The Rise Of The Tank Before World War II

How Popular Science covered tank design between the great world wars

New Giant Tanks

The answer, it turns out, is "War Brutes."Popular Science

In 1935, Popular Science announced the age of the tank with these words: "Fast, powerful land battleships may speed up the net war by preventing trench stalemates, or even make war an impossibility." While the second half of that prediction failed to materialize, 75 years ago this week, the first part became crushingly real as a German offensive, spearheaded by 2,000 tanks, entered Poland. Warsaw would surrender just 27 days later. Here's how Popular Science covered the development of the tank in the years between its debut in World War I to its horrific triumph in the second World War.

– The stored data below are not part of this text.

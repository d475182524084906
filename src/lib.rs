//! # procrun
//!
//! Supervised execution of external processes with line-oriented output streaming.
//!
//! A [`ProcessRunner`] schedules commands on a serial or parallel worker pool. Each submitted
//! command becomes a [`ProcessTask`] whose output streams are drained line by line into
//! [`OutputSink`]s such as [`BufferCollector`] and [`TabularCollector`].
//!
//! ```no_run
//! use procrun::{BufferCollector, ProcessRunner};
//! use std::sync::Arc;
//! use std::time::Duration;
//!
//! let runner = ProcessRunner::parallel("example")?;
//! let out = Arc::new(BufferCollector::unbounded());
//! let task = runner.cmd("uname -a", Some(out.clone()))?;
//! task.wait_for(Some(Duration::from_secs(10)))?;
//! println!("{} exited with {}: {}", task.command(), task.exit_code()?, out);
//! runner.close();
//! # Ok::<(), procrun::RunnerError>(())
//! ```

pub mod cli;
pub mod constants;
pub mod core;
pub mod models;
pub mod system;

pub use crate::core::config_loader::{CommandConfig, JobFile, RunnerConfig};
pub use crate::core::sinks::{
    BufferCollector, FnSink, OutputSink, SharedSink, SplitMode, TabularCollector, line_fn, sink_fn,
};
pub use crate::models::{CommandSpec, RunMode, StreamKind};
pub use crate::system::errors::RunnerError;
pub use crate::system::runner::{CmdOptions, ProcessRunner};
pub use crate::system::signal::Signal;
pub use crate::system::task::{ProcessTask, TaskState};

In World War I, tanks first appeared as weapons exclusive to the allies. Invented by the British, they had their debut in 1916, and other allied nations made their own to join in. Germany, on the receiving end of tank offensives, was slow to develop armored gunwagons of their own. When the German tanks emerged, Popular Science was unimpressed. A 1918 story titled "German Monsters--Clumsy Copies of the French Tanks" finds that the tank's great weight, weak motors, thin armor, and flat surfaces all make it vulnerable, not just to heavy weapons, but to mere rifle shot.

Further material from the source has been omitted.